Conjugation of recombinant reverse transcriptase of HIV-1 to beta-D-galactosidase from Escherichia coli for ultrasensitive enzyme immunoassay (immune complex transfer enzyme immunoassay) of anti-HIV-1 IgG.

Recombinant reverse transcriptase (RT) of HIV-1 was conjugated to beta-D-galactosidase from Escherichia coli in three different ways. Maleimide groups were introduced into beta-D-galactosidase molecules using N,N'-o-phenylenedimaleimide in the absence (method I) or presence (method II) of N-ethylmaleimide or into beta-D-galactosidase molecules, which had been treated with excess of 4,4'-dithiodipyridine to block thiol groups, using N-succinimidyl-6-maleimidohexanoate (method III). Subsequently, the maleimide groups were reacted with thiol groups introduced into recombinant RT molecules using N-succinimidyl-S-acetylmercaptoacetate. The conjugates were tested by a sensitive enzyme immunoassay (immune complex transfer enzyme immunoassay).

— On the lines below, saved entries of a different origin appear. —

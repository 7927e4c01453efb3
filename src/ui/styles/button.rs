// SPDX-License-Identifier: MPL-2.0
//! Button styles.

use crate::ui::design_tokens::{
    border, opacity,
    palette::{self, BLACK, WHITE},
    radius, shadow,
};
use iced::widget::button;
use iced::{Background, Border, Color, Theme};

fn filled(background: Color, border_color: Color, text_color: Color, lifted: bool) -> button::Style {
    button::Style {
        background: Some(Background::Color(background)),
        text_color,
        border: Border {
            color: border_color,
            width: border::WIDTH_SM,
            radius: radius::SM.into(),
        },
        shadow: if lifted { shadow::MD } else { shadow::SM },
        snap: true,
    }
}

fn disabled_style(theme: &Theme) -> button::Style {
    let background = if matches!(theme, Theme::Light) {
        palette::GRAY_200
    } else {
        palette::GRAY_700
    };
    button::Style {
        background: Some(Background::Color(background)),
        text_color: palette::GRAY_400,
        border: Border {
            color: palette::GRAY_400,
            width: border::WIDTH_SM,
            radius: radius::SM.into(),
        },
        shadow: shadow::NONE,
        snap: true,
    }
}

/// Main action: save, add collection, send inquiry.
pub fn primary(theme: &Theme, status: button::Status) -> button::Style {
    match status {
        button::Status::Active | button::Status::Pressed => {
            filled(palette::PRIMARY_500, palette::PRIMARY_700, WHITE, false)
        }
        button::Status::Hovered => filled(palette::PRIMARY_700, palette::PRIMARY_500, WHITE, true),
        button::Status::Disabled => disabled_style(theme),
    }
}

/// Secondary action: cancel, edit, crop.
pub fn secondary(theme: &Theme, status: button::Status) -> button::Style {
    let (background, text_color) = if matches!(theme, Theme::Light) {
        (palette::GRAY_100, palette::GRAY_900)
    } else {
        (palette::GRAY_700, WHITE)
    };
    match status {
        button::Status::Active | button::Status::Pressed => {
            filled(background, palette::GRAY_400, text_color, false)
        }
        button::Status::Hovered => filled(background, palette::PRIMARY_500, text_color, true),
        button::Status::Disabled => disabled_style(theme),
    }
}

/// Destructive action: delete collection, delete invitation, remove media.
pub fn danger(theme: &Theme, status: button::Status) -> button::Style {
    match status {
        button::Status::Active | button::Status::Pressed => {
            filled(palette::ERROR_500, palette::ERROR_500, WHITE, false)
        }
        button::Status::Hovered => filled(palette::ERROR_500, WHITE, WHITE, true),
        button::Status::Disabled => disabled_style(theme),
    }
}

/// Round translucent button drawn on top of media (arrows, play, mute).
pub fn overlay(_theme: &Theme, status: button::Status) -> button::Style {
    let alpha = match status {
        button::Status::Hovered => opacity::OVERLAY_STRONG,
        button::Status::Pressed => opacity::OPAQUE,
        button::Status::Active => opacity::OVERLAY_MEDIUM,
        button::Status::Disabled => opacity::OVERLAY_SUBTLE,
    };
    button::Style {
        background: Some(Background::Color(Color { a: alpha, ..BLACK })),
        text_color: WHITE,
        border: Border {
            radius: radius::FULL.into(),
            ..Default::default()
        },
        shadow: shadow::SM,
        snap: true,
    }
}

/// Carousel position dot. The active dot is wider and opaque.
pub fn dot(active: bool) -> impl Fn(&Theme, button::Status) -> button::Style {
    move |_theme: &Theme, status: button::Status| {
        let alpha = if active || matches!(status, button::Status::Hovered) {
            opacity::OPAQUE
        } else {
            opacity::MUTED
        };
        button::Style {
            background: Some(Background::Color(Color { a: alpha, ..WHITE })),
            text_color: WHITE,
            border: Border {
                radius: radius::FULL.into(),
                ..Default::default()
            },
            shadow: shadow::NONE,
            snap: true,
        }
    }
}

/// Text-only button used for inline links such as "copy link".
pub fn link(theme: &Theme, status: button::Status) -> button::Style {
    let color = theme.extended_palette().primary.base.color;
    button::Style {
        background: None,
        text_color: match status {
            button::Status::Hovered | button::Status::Pressed => palette::PRIMARY_700,
            button::Status::Disabled => palette::GRAY_400,
            button::Status::Active => color,
        },
        border: Border::default(),
        shadow: shadow::NONE,
        snap: true,
    }
}

#[cfg(test)]
mod tests {
    use super::*;

    #[test]
    fn primary_uses_brand_color() {
        let style = primary(&Theme::Dark, button::Status::Active);
        assert_eq!(
            style.background,
            Some(Background::Color(palette::PRIMARY_500))
        );
    }

    #[test]
    fn disabled_buttons_drop_shadow() {
        for style in [
            primary(&Theme::Light, button::Status::Disabled),
            danger(&Theme::Light, button::Status::Disabled),
        ] {
            assert_eq!(style.shadow, shadow::NONE);
            assert_eq!(style.text_color, palette::GRAY_400);
        }
    }

    #[test]
    fn overlay_darkens_on_hover() {
        let normal = overlay(&Theme::Dark, button::Status::Active);
        let hover = overlay(&Theme::Dark, button::Status::Hovered);
        assert_ne!(normal.background, hover.background);
    }

    #[test]
    fn inactive_dot_is_muted() {
        let style = dot(false)(&Theme::Light, button::Status::Active);
        assert_eq!(
            style.background,
            Some(Background::Color(Color {
                a: opacity::MUTED,
                ..WHITE
            }))
        );
    }
}
// SPDX-License-Identifier: MPL-2.0
//! Audio output using cpal.
//!
//! The output lives on the decoding thread that feeds it. Samples are queued
//! in a bounded buffer drained by the device callback; pause and mute only
//! switch the callback to silence.

use crate::error::{Error, Result};
use cpal::traits::{DeviceTrait, HostTrait, StreamTrait};
use std::collections::VecDeque;
use std::sync::atomic::{AtomicBool, Ordering};
use std::sync::{Arc, Mutex};

/// Seconds of audio the buffer holds before new samples are dropped.
const BUFFER_SECONDS: usize = 1;

/// Flags shared with the device callback.
#[derive(Debug, Default)]
struct SharedState {
    muted: AtomicBool,
    paused: AtomicBool,
}

type SampleBuffer = Arc<Mutex<VecDeque<f32>>>;

pub struct AudioOutput {
    shared: Arc<SharedState>,
    buffer: SampleBuffer,
    capacity: usize,
    sample_rate: u32,
    channels: u16,
    _stream: cpal::Stream,
}

impl std::fmt::Debug for AudioOutput {
    fn fmt(&self, f: &mut std::fmt::Formatter<'_>) -> std::fmt::Result {
        f.debug_struct("AudioOutput")
            .field("sample_rate", &self.sample_rate)
            .field("channels", &self.channels)
            .field("shared", &self.shared)
            .finish_non_exhaustive()
    }
}

impl AudioOutput {
    /// Opens the default output device, paused.
    ///
    /// # Errors
    ///
    /// Returns [`Error::Io`] when no device is available or the stream cannot
    /// be started.
    pub fn new(muted: bool) -> Result<Self> {
        let host = cpal::default_host();
        let device = host
            .default_output_device()
            .ok_or_else(|| Error::Io("No audio output device found".to_string()))?;
        let supported_config = device
            .default_output_config()
            .map_err(|e| Error::Io(format!("Failed to get audio config: {e}")))?;

        let sample_rate = supported_config.sample_rate();
        let channels = supported_config.channels();
        let capacity = sample_rate as usize * channels as usize * BUFFER_SECONDS;

        let shared = Arc::new(SharedState::default());
        shared.muted.store(muted, Ordering::Relaxed);
        shared.paused.store(true, Ordering::Relaxed);
        let buffer: SampleBuffer = Arc::new(Mutex::new(VecDeque::with_capacity(capacity)));

        let config: cpal::StreamConfig = supported_config.config();
        let stream = match supported_config.sample_format() {
            cpal::SampleFormat::F32 => {
                build_stream::<f32>(&device, &config, Arc::clone(&buffer), Arc::clone(&shared))?
            }
            cpal::SampleFormat::I16 => {
                build_stream::<i16>(&device, &config, Arc::clone(&buffer), Arc::clone(&shared))?
            }
            cpal::SampleFormat::U16 => {
                build_stream::<u16>(&device, &config, Arc::clone(&buffer), Arc::clone(&shared))?
            }
            _ => return Err(Error::Io("Unsupported audio sample format".to_string())),
        };
        stream
            .play()
            .map_err(|e| Error::Io(format!("Failed to start audio stream: {e}")))?;

        Ok(Self {
            shared,
            buffer,
            capacity,
            sample_rate,
            channels,
            _stream: stream,
        })
    }

    #[must_use]
    pub fn sample_rate(&self) -> u32 {
        self.sample_rate
    }

    #[must_use]
    pub fn channels(&self) -> u16 {
        self.channels
    }

    /// Queues interleaved samples; whatever does not fit is dropped.
    pub fn push(&self, samples: &[f32]) {
        if let Ok(mut buffer) = self.buffer.lock() {
            let room = self.capacity.saturating_sub(buffer.len());
            buffer.extend(samples.iter().take(room));
        }
    }

    pub fn pause(&self) {
        self.shared.paused.store(true, Ordering::Relaxed);
    }

    pub fn resume(&self) {
        self.shared.paused.store(false, Ordering::Relaxed);
    }

    /// Drops queued samples, e.g. before restarting from the beginning.
    pub fn clear(&self) {
        if let Ok(mut buffer) = self.buffer.lock() {
            buffer.clear();
        }
    }

    pub fn set_muted(&self, muted: bool) {
        self.shared.muted.store(muted, Ordering::Relaxed);
    }
}

fn build_stream<T: cpal::SizedSample + cpal::FromSample<f32>>(
    device: &cpal::Device,
    config: &cpal::StreamConfig,
    buffer: SampleBuffer,
    shared: Arc<SharedState>,
) -> Result<cpal::Stream> {
    device
        .build_output_stream(
            config,
            move |data: &mut [T], _: &cpal::OutputCallbackInfo| {
                let silence = T::from_sample(0.0f32);
                if shared.paused.load(Ordering::Relaxed) {
                    data.fill(silence);
                    return;
                }
                let Ok(mut queued) = buffer.lock() else {
                    data.fill(silence);
                    return;
                };
                // Muted playback still consumes samples to stay in step with video.
                let muted = shared.muted.load(Ordering::Relaxed);
                for sample in data.iter_mut() {
                    *sample = match queued.pop_front() {
                        Some(value) if !muted => T::from_sample(value.clamp(-1.0, 0.999_999_9)),
                        _ => silence,
                    };
                }
            },
            |err| log::warn!("audio output error: {err}"),
            None,
        )
        .map_err(|e| Error::Io(format!("Failed to build audio stream: {e}")))
}
// SPDX-License-Identifier: MPL-2.0
//! View rendering for the application.
//!
//! This module handles the `view()` function that renders the current screen
//! based on application state, with the toast overlay stacked on top.

use super::{Message, Screen};
use crate::domain::catalog::AdminContext;
use crate::i18n::fluent::I18n;
use crate::ui::admin::{
    self, collection_form, dashboard, invitations, signup, CollectionForm, Dashboard,
    Invitations, Signup,
};
use crate::ui::design_tokens::{palette, spacing, typography};
use crate::ui::notifications::{self, Toast};
use crate::ui::storefront::{self, layout, Storefront};
use crate::ui::styles;
use chrono::Utc;
use iced::widget::{button, container, stack, text, Column, Row, Space};
use iced::{alignment, Element, Length};
use std::time::Instant;

/// Context required to render the application view.
pub struct ViewContext<'a> {
    pub i18n: &'a I18n,
    pub screen: Screen,
    pub admin: Option<&'a AdminContext>,
    pub currency_symbol: &'a str,
    pub storefront: &'a Storefront,
    pub dashboard: &'a Dashboard,
    pub form: Option<&'a CollectionForm>,
    pub invitations: &'a Invitations,
    pub signup: &'a Signup,
    pub notifications: &'a notifications::Manager,
}

/// Renders the current application view based on the active screen.
pub fn view(ctx: ViewContext<'_>) -> Element<'_, Message> {
    let now = Instant::now();
    let current_view: Element<'_, Message> = match ctx.screen {
        Screen::Storefront => view_storefront(&ctx, now),
        Screen::Signup => signup::view(ctx.signup, ctx.i18n).map(Message::Signup),
        screen => match ctx.admin.filter(|admin| admin.is_admin()) {
            Some(admin) => view_admin(&ctx, screen, admin, now),
            None => admin::access_denied(ctx.i18n, Message::Navigate(Screen::Storefront)),
        },
    };

    let toasts = Toast::view_overlay(ctx.notifications, ctx.i18n).map(Message::Notification);

    stack![
        container(current_view)
            .width(Length::Fill)
            .height(Length::Fill),
        toasts
    ]
    .into()
}

fn view_storefront<'a>(ctx: &ViewContext<'a>, now: Instant) -> Element<'a, Message> {
    let admin_target = if ctx.admin.is_some() {
        Screen::Dashboard
    } else {
        Screen::Signup
    };
    let admin_label = if ctx.admin.is_some() {
        "storefront-open-admin"
    } else {
        "storefront-join"
    };

    let header = Row::new()
        .spacing(spacing::XS)
        .height(Length::Fixed(layout::HEADER_HEIGHT))
        .align_y(alignment::Vertical::Center)
        .push(text(ctx.i18n.tr("storefront-title")).size(typography::TITLE_LG))
        .push(Space::new().width(Length::Fill))
        .push(
            button(text(ctx.i18n.tr(admin_label)).size(typography::BODY_SM))
                .padding([spacing::XXS, spacing::SM])
                .style(styles::button::link)
                .on_press(Message::Navigate(admin_target)),
        );

    let subtitle = container(
        text(ctx.i18n.tr("storefront-subtitle"))
            .size(typography::BODY)
            .color(palette::GRAY_400),
    )
    .height(Length::Fixed(layout::SUBTITLE_HEIGHT));

    let storefront_ctx = storefront::ViewContext {
        i18n: ctx.i18n,
        now,
        currency_symbol: ctx.currency_symbol,
    };
    let grid = storefront::view::view(ctx.storefront, &storefront_ctx).map(Message::Storefront);

    let page = Column::new()
        .padding(layout::PAGE_PADDING)
        .spacing(layout::PAGE_SPACING)
        .push(header)
        .push(subtitle)
        .push(grid);

    match storefront::view::detail(ctx.storefront, &storefront_ctx) {
        Some(detail) => stack![page, detail.map(Message::Storefront)].into(),
        None => page.into(),
    }
}

fn view_admin<'a>(
    ctx: &ViewContext<'a>,
    screen: Screen,
    admin: &'a AdminContext,
    now: Instant,
) -> Element<'a, Message> {
    let admin_ctx = admin::ViewContext {
        i18n: ctx.i18n,
        admin,
        currency_symbol: ctx.currency_symbol,
        now,
        clock: Utc::now(),
    };

    let content: Element<'a, Message> = match screen {
        Screen::Dashboard => dashboard::view(ctx.dashboard, &admin_ctx).map(Message::Dashboard),
        Screen::CollectionForm => match ctx.form {
            Some(form) => collection_form::view(form, &admin_ctx).map(Message::Form),
            None => dashboard::view(ctx.dashboard, &admin_ctx).map(Message::Dashboard),
        },
        Screen::Invitations => {
            invitations::view(ctx.invitations, &admin_ctx).map(Message::Invitations)
        }
        Screen::Storefront | Screen::Signup => Space::new().into(),
    };

    container(content)
        .padding(spacing::LG)
        .width(Length::Fill)
        .height(Length::Fill)
        .into()
}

The immune complex consisting of 2,4-dinitrophenyl-bovine serum albumin-recombinant RT conjugate, anti-HIV-1 IgG and recombinant RT-beta-D-galactosidase conjugate was captured by polystyrene beads coated with (anti-2,4-dinitrophenyl group) IgG, eluted with N epsilon-2,4-dinitrophenyl-L-lysine and transferred to polystyrene beads with (anti-human IgG gamma chain) IgG. The conjugate prepared by method III, which showed the least polymerization, the least loss of the specific enzyme activity and the lowest nonspecific binding, improved the sensitivity of the enzyme immunoassay for anti-HIV-1 IgG approximately 30-fold compared with RT-horseradish peroxidase conjugate.